Work order:
Using the entries below, output each line exactly from the first through the one that contains "as a match.".

Provided information:

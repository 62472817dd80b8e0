//! Scoring for cells removed by spells.

use std::collections::{BTreeMap, BTreeSet, VecDeque};

use crate::battle::{ClearedCell, Pos, base_score};

/// Points for each cell in a component too small to count as a match.
pub const LOOSE_GEM_SCORE: u32 = 20;

/// Score cleared cells by connected components.
///
/// Cells are grouped by gem type and split into 4-connected components.
/// Components of three or more score like a match of that size; smaller
/// components score [`LOOSE_GEM_SCORE`] per cell.
#[must_use]
pub fn component_score(cells: &[ClearedCell]) -> u32 {
    let mut by_type: BTreeMap<u8, BTreeSet<Pos>> = BTreeMap::new();
    for cell in cells {
        by_type.entry(cell.gem).or_default().insert(cell.pos);
    }

    let mut total = 0u32;
    for mut remaining in by_type.into_values() {
        while let Some(start) = remaining.pop_first() {
            let mut size = 1usize;
            let mut queue = VecDeque::from([start]);
            while let Some(p) = queue.pop_front() {
                for n in neighbors(p) {
                    if remaining.remove(&n) {
                        size += 1;
                        queue.push_back(n);
                    }
                }
            }
            let score = if size < 3 {
                LOOSE_GEM_SCORE.saturating_mul(u32::try_from(size).unwrap_or(u32::MAX))
            } else {
                base_score(size)
            };
            total = total.saturating_add(score);
        }
    }
    total
}

fn neighbors(p: Pos) -> impl Iterator<Item = Pos> {
    let up = p.r.checked_sub(1).map(|r| Pos::new(r, p.c));
    let left = p.c.checked_sub(1).map(|c| Pos::new(p.r, c));
    let down = Some(Pos::new(p.r + 1, p.c));
    let right = Some(Pos::new(p.r, p.c + 1));
    [up, down, left, right].into_iter().flatten()
}

#[cfg(test)]
mod tests {
    use super::*;

    fn cell(r: usize, c: usize, gem: u8) -> ClearedCell {
        ClearedCell { pos: Pos::new(r, c), gem, word: None }
    }

    #[test]
    fn test_row_of_mixed_gems() {
        // 0 0 0 1 2 2 1 3 -> [000]=100, [1]=20, [22]=40, [1]=20, [3]=20
        let gems = [0, 0, 0, 1, 2, 2, 1, 3];
        let cells: Vec<ClearedCell> = gems.iter().enumerate().map(|(c, &g)| cell(0, c, g)).collect();
        assert_eq!(component_score(&cells), 200);
    }

    #[test]
    fn test_l_shaped_component() {
        let cells = vec![cell(0, 0, 4), cell(1, 0, 4), cell(1, 1, 4), cell(1, 2, 4)];
        assert_eq!(component_score(&cells), 180);
    }

    #[test]
    fn test_diagonal_is_not_connected() {
        let cells = vec![cell(0, 0, 1), cell(1, 1, 1), cell(2, 2, 1)];
        assert_eq!(component_score(&cells), 60);
    }

    #[test]
    fn test_empty() {
        assert_eq!(component_score(&[]), 0);
    }
}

Problem solution:
repository 62472817dd80b8e0
//! Scoring for cells removed by spells.

use std::collections::{BTreeMap, BTreeSet, VecDeque};

use crate::battle::{ClearedCell, Pos, base_score};

/// Points for each cell in a component too small to count as a match.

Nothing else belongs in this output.